EPA Politics, Federal Courts and Chemical Safety

1. ENVIRONMENT

The Senate fails to pass Lisa
Murkowski’s resolution
of disapproval against the EPA.

CEI Expert Available
to Comment: Senior Fellow Marlo
Lewis
on why senators who focused on the oil spill during floor debate were
distracting
from the issue at hand.

“The vote on S.J.Res. 26 is not “about oil.” The
endangerment rule, which the Murkowski resolution would overturn, would
not create a single tool or authority that could have averted the BP oil spill.
It would not tighten a single petroleum industry safety standard or
improve a single emergency response program. It would not create a single
incentive that might have made BP more diligent in
implementing safety standards.”

 

2. LEGAL

The Senate Judiciary Committee approves
Obama’s nomination of Robert Chatigny to the federal bench despite Chatigny’s
questionable judgment on violent crime cases.

CEI Expert Available
to Comment: Senior Counsel Hans
Bader
on why the Judiciary Committee made a mistake.
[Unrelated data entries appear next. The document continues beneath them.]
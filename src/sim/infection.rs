//! Infection cellular automaton
//!
//! A sparse set of infected tiles that creeps outward over land. Each spread
//! step gives every infected tile a small chance to push into one random
//! orthogonal neighbor; proposals are collected during the scan and committed
//! afterwards so a single step can never chain.

use std::collections::BTreeMap;

use rand::Rng;
use serde::{Deserialize, Serialize};

use super::terrain::{AltitudeField, GridCell};

/// Orthogonal neighbor offsets
const ORTHO_DIRS: [(i32, i32); 4] = [(1, 0), (-1, 0), (0, 1), (0, -1)];

/// Spread tuning
#[derive(Debug, Clone, Copy, PartialEq, Serialize, Deserialize)]
#[serde(default)]
pub struct InfectionConfig {
    /// Chance per infected tile per step of attempting one neighbor
    pub spread_chance: f32,
    /// Steps run on every Nth simulation tick
    pub cadence_ticks: u64,
    /// Hard cap on infected tiles; reaching it ends the game
    pub capacity: usize,
    /// Chebyshev radius cleared around a hit
    pub clear_radius: i32,
}

impl Default for InfectionConfig {
    fn default() -> Self {
        Self {
            spread_chance: 0.01,
            cadence_ticks: 5,
            capacity: 1600,
            clear_radius: 3,
        }
    }
}

/// An infected tile and the tick it turned
#[derive(Debug, Clone, Copy, PartialEq, Eq, Serialize, Deserialize)]
pub struct InfectedTile {
    pub cell: GridCell,
    pub tick: u64,
}

/// Result of a spread step
#[derive(Debug, Clone, Copy, PartialEq, Eq)]
pub enum SpreadOutcome {
    /// Step ran; `added` tiles were infected
    Spread { added: usize },
    /// Capacity reached, nothing was scanned
    CriticalMass,
}

/// Sparse infection set
#[derive(Debug, Clone, Default)]
pub struct InfectionMap {
    config: InfectionConfig,
    tiles: BTreeMap<GridCell, InfectedTile>,
}

impl InfectionMap {
    pub fn new(config: InfectionConfig) -> Self {
        Self {
            config,
            tiles: BTreeMap::new(),
        }
    }

    pub fn config(&self) -> &InfectionConfig {
        &self.config
    }

    #[inline]
    pub fn count(&self) -> usize {
        self.tiles.len()
    }

    #[inline]
    pub fn is_empty(&self) -> bool {
        self.tiles.is_empty()
    }

    #[inline]
    pub fn contains(&self, cell: GridCell) -> bool {
        self.tiles.contains_key(&cell)
    }

    pub fn at_capacity(&self) -> bool {
        self.tiles.len() >= self.config.capacity
    }

    /// Infected tiles in cell order
    pub fn iter(&self) -> impl Iterator<Item = &InfectedTile> {
        self.tiles.values()
    }

    /// Drop every infected tile (level reset)
    pub fn clear(&mut self) {
        self.tiles.clear();
    }

    /// Whether the automaton advances on this tick
    #[inline]
    pub fn should_spread(&self, tick: u64) -> bool {
        tick % self.config.cadence_ticks.max(1) == 0
    }

    fn can_infect(&self, cell: GridCell, terrain: &AltitudeField) -> bool {
        !self.tiles.contains_key(&cell) && terrain.is_infectable(cell)
    }

    /// Run one spread step over every infected tile
    pub fn spread_step<R: Rng>(
        &mut self,
        rng: &mut R,
        terrain: &AltitudeField,
        tick: u64,
    ) -> SpreadOutcome {
        if self.at_capacity() {
            return SpreadOutcome::CriticalMass;
        }

        let mut fresh: Vec<GridCell> = Vec::new();
        for &cell in self.tiles.keys() {
            // Both draws happen for every tile so the RNG stream doesn't depend on the guard
            let roll: f32 = rng.random();
            let (dx, dz) = ORTHO_DIRS[rng.random_range(0..ORTHO_DIRS.len())];
            if roll >= self.config.spread_chance {
                continue;
            }
            let neighbor = cell.offset(dx, dz);
            if self.can_infect(neighbor, terrain) {
                fresh.push(neighbor);
            }
        }

        fresh.sort_unstable();
        fresh.dedup();
        let room = self.config.capacity - self.tiles.len();
        fresh.truncate(room);

        let added = fresh.len();
        for cell in fresh {
            self.tiles.insert(cell, InfectedTile { cell, tick });
        }
        SpreadOutcome::Spread { added }
    }

    /// Infect a single cell if it passes the pad/sea/duplicate/capacity guard
    pub fn seed(&mut self, cell: GridCell, terrain: &AltitudeField, tick: u64) -> bool {
        if self.at_capacity() || !self.can_infect(cell, terrain) {
            return false;
        }
        self.tiles.insert(cell, InfectedTile { cell, tick });
        true
    }

    /// Remove every infected cell within Chebyshev `radius` of `center`
    pub fn clear_radius(&mut self, center: GridCell, radius: i32) -> usize {
        let before = self.tiles.len();
        if radius < 0 {
            return 0;
        }
        // Walk the (2r+1)^2 square when it's smaller than the set, otherwise filter the set
        let side = (2 * radius as usize + 1).pow(2);
        if side <= self.tiles.len() {
            for dx in -radius..=radius {
                for dz in -radius..=radius {
                    self.tiles.remove(&center.offset(dx, dz));
                }
            }
        } else {
            self.tiles.retain(|&cell, _| cell.chebyshev(center) > radius);
        }
        before - self.tiles.len()
    }

    /// Clear around a world point if the tile under it is infected
    pub fn clear_at(&mut self, wx: f32, wz: f32, terrain: &AltitudeField) -> bool {
        let cell = GridCell::from_world(wx, wz, terrain.tile_size());
        if !self.contains(cell) {
            return false;
        }
        self.clear_radius(cell, self.config.clear_radius) > 0
    }
}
“The Judiciary Committee ignored objections from
victims-rights advocates like Edward Smart of the Surviving Parents Coalition,
who noted that Judge Chatigny had not just opposed the execution of ‘Roadside
Strangler’ Michael Ross, but also gone further, to question his very conviction,
based on silly reasons: ‘Judge Chatigny claimed Ross was incompetent to stand
trial based on the prison environment and Ross’s sexual sadism.’  This
sort of making excuses for dangerous criminals to overturn their convictions
(and potentially set them free) is extremely disturbing.”

 

3. HEALTH

Green activists are calling for bans on the use of bisphenol A
(or BPA)
, a chemical found in common plastics.

CEI Expert Available
to Comment: Warren Brooks Fellow Ryan
Young
on why anti-BPA hysteria is unfounded.

“There is a problem with this bed-wetting level of hysteria;
there hasn’t exactly been a rash of death and disease attributable to BPA. In
fact, breast cancer rates have actually been declining by 2 percent per year since
1999. The FDA notes that ‘current levels of exposure to BPA through food
packaging do not pose an immediate health risk.’”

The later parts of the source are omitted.